» **WORK INSTRUCTIONS**
Identical copies of all the records below are needed.

*** PROVIDED RECORDS ***

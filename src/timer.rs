// src/timer.rs - One-shot confirmation delays
//
// Each alarm owns at most one PendingTimer. A timer only carries the id it
// was armed with; the fire callback looks the alarm up by name and compares
// ids under the collection lock, so a timer that lost a race with a cancel
// (or with removal of its alarm) is harmless.

use crate::error::{AlarmError, Result};
use log::trace;
use std::sync::atomic::{AtomicU64, Ordering};
use std::time::Duration;
use tokio::runtime::Handle;
use tokio::task::AbortHandle;

/// Identity of one armed delay
#[derive(Debug, Clone, Copy, PartialEq, Eq, Hash)]
pub struct TimerId(u64);

impl TimerId {
    pub fn value(&self) -> u64 {
        self.0
    }
}

/// Arms one-shot delays on the runtime the engine was initialised on
#[derive(Debug)]
pub struct TimerService {
    handle: Handle,
    next_id: AtomicU64,
}

impl TimerService {
    /// Bind to the tokio runtime of the calling context
    pub fn current() -> Result<Self> {
        let handle = Handle::try_current()
            .map_err(|e| AlarmError::Runtime(format!("no tokio runtime available: {}", e)))?;
        Ok(Self::with_handle(handle))
    }

    pub fn with_handle(handle: Handle) -> Self {
        Self {
            handle,
            next_id: AtomicU64::new(1),
        }
    }

    /// Arm a delay; `on_fire` runs on the runtime once it elapses
    ///
    /// A zero delay fires at the next scheduling opportunity.
    pub fn arm<F>(&self, delay: Duration, on_fire: F) -> PendingTimer
    where
        F: FnOnce(TimerId) + Send + 'static,
    {
        let id = TimerId(self.next_id.fetch_add(1, Ordering::Relaxed));
        trace!("Arming timer {} for {:?}", id.0, delay);
        let task = self.handle.spawn(async move {
            tokio::time::sleep(delay).await;
            on_fire(id);
        });
        PendingTimer {
            id,
            abort: Some(task.abort_handle()),
        }
    }
}

/// An armed, not yet confirmed delay
#[derive(Debug)]
pub struct PendingTimer {
    id: TimerId,
    abort: Option<AbortHandle>,
}

impl PendingTimer {
    pub fn id(&self) -> TimerId {
        self.id
    }

    /// Stop the delay; a no-op if it already fired
    pub fn cancel(self) {
        if let Some(abort) = self.abort {
            trace!("Cancelling timer {}", self.id.0);
            abort.abort();
        }
    }

    /// Timer with no backing task, used to exercise state machines directly
    #[cfg(test)]
    pub(crate) fn detached(id: u64) -> Self {
        Self {
            id: TimerId(id),
            abort: None,
        }
    }
}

***

» **RESPONSE AREA**
filename src/timer.rs
// src/timer.rs - One-shot confirmation delays
//
// Each alarm owns at most one PendingTimer. A timer only carries the id it
// was armed with; the fire callback looks the alarm up by name and compares
// ids under the collection lock, so a timer that lost a race with a cancel
// (or with removal of its alarm) is harmless.

use crate::error::{AlarmError, Result};
use log::trace;
use std::sync::atomic::{AtomicU64, Ordering};
use std::time::Duration;
use tokio::runtime::Handle;
use tokio::task::AbortHandle;

/// Identity of one armed delay
#[derive(Debug, Clone, Copy, PartialEq, Eq, Hash)]
pub struct TimerId(u64);

impl TimerId {
    pub fn value(&self) -> u64 {
        self.0
    }
}

/// Arms one-shot delays on the runtime the engine was initialised on
#[derive(Debug)]
pub struct TimerService {
    handle: Handle,
    next_id: AtomicU64,
}

impl TimerService {
    /// Bind to the tokio runtime of the calling context
    pub fn current() -> Result<Self> {
        let handle = Handle::try_current()
            .map_err(|e| AlarmError::Runtime(format!("no tokio runtime available: {}", e)))?;
        Ok(Self::with_handle(handle))
    }

    pub fn with_handle(handle: Handle) -> Self {
        Self {
            handle,
            next_id: AtomicU64::new(1),
        }
    }

    /// Arm a delay; `on_fire` runs on the runtime once it elapses
    ///
    /// A zero delay fires at the next scheduling opportunity.
    pub fn arm<F>(&self, delay: Duration, on_fire: F) -> PendingTimer
    where
        F: FnOnce(TimerId) + Send + 'static,
    {
        let id = TimerId(self.next_id.fetch_add(1, Ordering::Relaxed));
        trace!("Arming timer {} for {:?}", id.0, delay);
        let task = self.handle.spawn(async move {
            tokio::time::sleep(delay).await;
            on_fire(id);
        });
        PendingTimer {
            id,
            abort: Some(task.abort_handle()),
        }
    }
}

/// An armed, not yet confirmed delay
#[derive(Debug)]
pub struct PendingTimer {
    id: TimerId,
    abort: Option<AbortHandle>,
}

impl PendingTimer {
    pub fn id(&self) -> TimerId {
        self.id
    }

    /// Stop the delay; a no-op if it already fired
    pub fn cancel(self) {
        if let Some(abort) = self.abort {
            trace!("Cancelling timer {}", self.id.0);
            abort.abort();
        }
    }

    /// Timer with no backing task, used to exercise state machines directly
    #[cfg(test)]
    pub(crate) fn detached(id: u64) -> Self {
        Self {
            id: TimerId(id),
            abort: None,
        }
    }
}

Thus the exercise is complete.